Ultrasonography versus computed tomography for suspected nephrolithiasis.



There is a lack of consensus about whether the initial imaging method for patients with suspected nephrolithiasis should becomputed tomography (CT) or ultrasonography.


In this multicenter, pragmatic, comparative effectiveness trial, we randomly assigned patients 18 to 76 years of age who presented to the emergency department with suspected nephrolithiasis to undergo initial diagnostic ultrasonography performed by an emergency physician (point-of-care ultrasonography), ultrasonography performed by a radiologist (radiology ultrasonography), or abdominal CT. Subsequent management, including additional imaging, was at the discretion of the physician. We compared the three groups with respect to the 30-day incidence of high-risk diagnoses with complications that could be related to missed or delayed diagnosis and the 6-month cumulative radiation exposure. Secondary outcomes were serious adverse events, related serious adverse events (deemed attributable to study participation), pain (assessed on an 11-point visual-analogue scale, with higher scores indicating more severe pain), return emergency department visits, hospitalizations, and diagnostic accuracy.


A total of 2759 patients underwent randomization: 908 to point-of-care ultrasonography, 893 to radiology ultrasonography, and 958 to CT. The incidence of high-risk diagnoses with complications in the first 30 days was low (0.4%) and did not vary according to imaging method. The mean 6-month cumulative radiation exposure was significantly lower in the ultrasonography groups than in the CT group (P<0.001). Serious adverse events occurred in 12.4% of the patients assigned to point-of-care ultrasonography, 10.8% of those assigned to radiology ultrasonography, and 11.2% of those assigned to CT (P=0.50). Related adverse events were infrequent (incidence, 0.4%) and similar across groups.

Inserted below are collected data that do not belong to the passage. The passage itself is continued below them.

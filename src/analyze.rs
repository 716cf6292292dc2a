//! Mach-O dependency discovery using otool.

use anyhow::{bail, Context, Result};
use log::{debug, info};
use std::collections::BTreeSet;
use std::path::{Path, PathBuf};
use std::process::Command;

use crate::paths::PrefixFilter;

/// Lists the direct shared-library dependencies of a binary.
pub trait DependencyLister {
    fn dependencies(&self, binary_path: &Path) -> Result<Vec<PathBuf>>;

    /// Whether a dependency reference names something `dependencies` can open.
    ///
    /// Loader-relative references (`@rpath/...`) are resolved by dyld at load
    /// time, and system libraries on macOS 11+ exist only in the dyld shared
    /// cache, so neither is on disk.
    fn can_inspect(&self, lib: &Path) -> bool {
        lib.is_absolute() && lib.exists()
    }
}

/// `otool -L` wrapper.
#[derive(Debug, Clone)]
pub struct Otool {
    program: PathBuf,
}

impl Otool {
    pub fn new(program: impl Into<PathBuf>) -> Self {
        Self {
            program: program.into(),
        }
    }
}

impl Default for Otool {
    fn default() -> Self {
        Self::new("otool")
    }
}

impl DependencyLister for Otool {
    fn dependencies(&self, binary_path: &Path) -> Result<Vec<PathBuf>> {
        get_library_dependencies(&self.program, binary_path)
    }
}

/// Extract the load commands of a Mach-O binary using `otool -L`.
///
/// # Errors
///
/// Returns an error if:
/// - The file does not exist
/// - `otool` cannot be started (install the Xcode command line tools)
/// - `otool` exits unsuccessfully for reasons other than "not an object file"
///
/// Returns `Ok(Vec::new())` if the file is not a Mach-O object.
#[must_use = "library dependencies should be processed"]
pub fn get_library_dependencies(otool: &Path, binary_path: &Path) -> Result<Vec<PathBuf>> {
    if !binary_path.exists() {
        bail!("File does not exist: {}", binary_path.display());
    }

    let output = Command::new(otool)
        .arg("-L")
        .arg(binary_path)
        .output()
        .with_context(|| {
            format!(
                "{} could not be started - install the Xcode command line tools",
                otool.display()
            )
        })?;

    let stdout = String::from_utf8_lossy(&output.stdout);
    if !output.status.success() {
        let stderr = String::from_utf8_lossy(&output.stderr);
        if is_not_object_file(&stdout) || is_not_object_file(&stderr) {
            return Ok(Vec::new());
        }
        bail!(
            "{} failed on {}: {}",
            otool.display(),
            binary_path.display(),
            stderr.trim()
        );
    }

    // otool prints the complaint on stdout and still exits 0 on some releases
    if is_not_object_file(&stdout) {
        return Ok(Vec::new());
    }

    Ok(parse_otool_output(&stdout).collect())
}

fn is_not_object_file(text: &str) -> bool {
    text.contains("is not an object file")
}

/// Parse `otool -L` output into dependency paths.
///
/// Example otool output:
/// ```text
/// /Applications/App.app/Contents/MacOS/App:
/// 	/opt/local/lib/libfoo.dylib (compatibility version 1.0.0, current version 1.2.0)
/// 	/usr/lib/libSystem.B.dylib (compatibility version 1.0.0, current version 1311.0.0)
/// ```
///
/// Every tab-indented line names one dependency: the text after the tab, up
/// to the first space.
pub fn parse_otool_output(output: &str) -> impl Iterator<Item = PathBuf> + '_ {
    output.lines().filter_map(|line| {
        let entry = line.strip_prefix('\t')?;
        let path = entry.split(' ').next()?;
        if path.is_empty() {
            None
        } else {
            Some(PathBuf::from(path))
        }
    })
}

/// How far the dependency walk goes from the root binary.
#[derive(Debug, Clone, Copy, PartialEq, Eq, Default)]
pub enum Traversal {
    /// Follow dependencies until the set is closed.
    Recursive,
    /// Inspect only the root; its direct dependencies are collected but not expanded.
    #[default]
    DirectOnly,
}

impl Traversal {
    pub fn from_recurse_flag(recurse: bool) -> Self {
        if recurse {
            Self::Recursive
        } else {
            Self::DirectOnly
        }
    }
}

/// Collect the dependency set of `root`, including `root` itself.
///
/// When a `cleaner` is given, only dependencies it accepts enter the set (and
/// are therefore walked). References the lister cannot open, such as
/// `@rpath/libfoo.dylib` or libraries living in the dyld shared cache, are
/// collected but never inspected. A missing `root` is still an error.
pub fn get_all_dependencies(
    lister: &dyn DependencyLister,
    root: &Path,
    traversal: Traversal,
    cleaner: Option<&PrefixFilter>,
) -> Result<BTreeSet<PathBuf>> {
    let mut done = BTreeSet::new();
    let mut left = BTreeSet::from([root.to_path_buf()]);

    while let Some(lib) = left.pop_first() {
        let is_root = lib.as_path() == root;
        done.insert(lib.clone());

        if !is_root && (traversal == Traversal::DirectOnly || !lister.can_inspect(&lib)) {
            debug!("Not inspecting {}", lib.display());
            continue;
        }

        info!("Inspecting {}", lib.display());
        let mut deps: BTreeSet<PathBuf> = lister
            .dependencies(&lib)
            .with_context(|| format!("Failed to list dependencies of {}", lib.display()))?
            .into_iter()
            .collect();
        if let Some(cleaner) = cleaner {
            deps = cleaner.clean(&deps);
        }
        debug!("     Got: {:?}", deps);

        left.extend(deps.into_iter().filter(|d| !done.contains(d)));
    }

    Ok(done)
}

By 7 days, the average pain score was 2.0 in each group (P=0.84). Return emergency department visits, hospitalizations, and diagnostic accuracy did not differ significantly among the groups.


Initial ultrasonography was associated with lower cumulative radiation exposure than initial CT, without significant differences in high-risk diagnoses with complications, serious adverse events, pain scores, return emergency department visits, or hospitalizations. (Funded by the Agency for Healthcare Research and Quality.).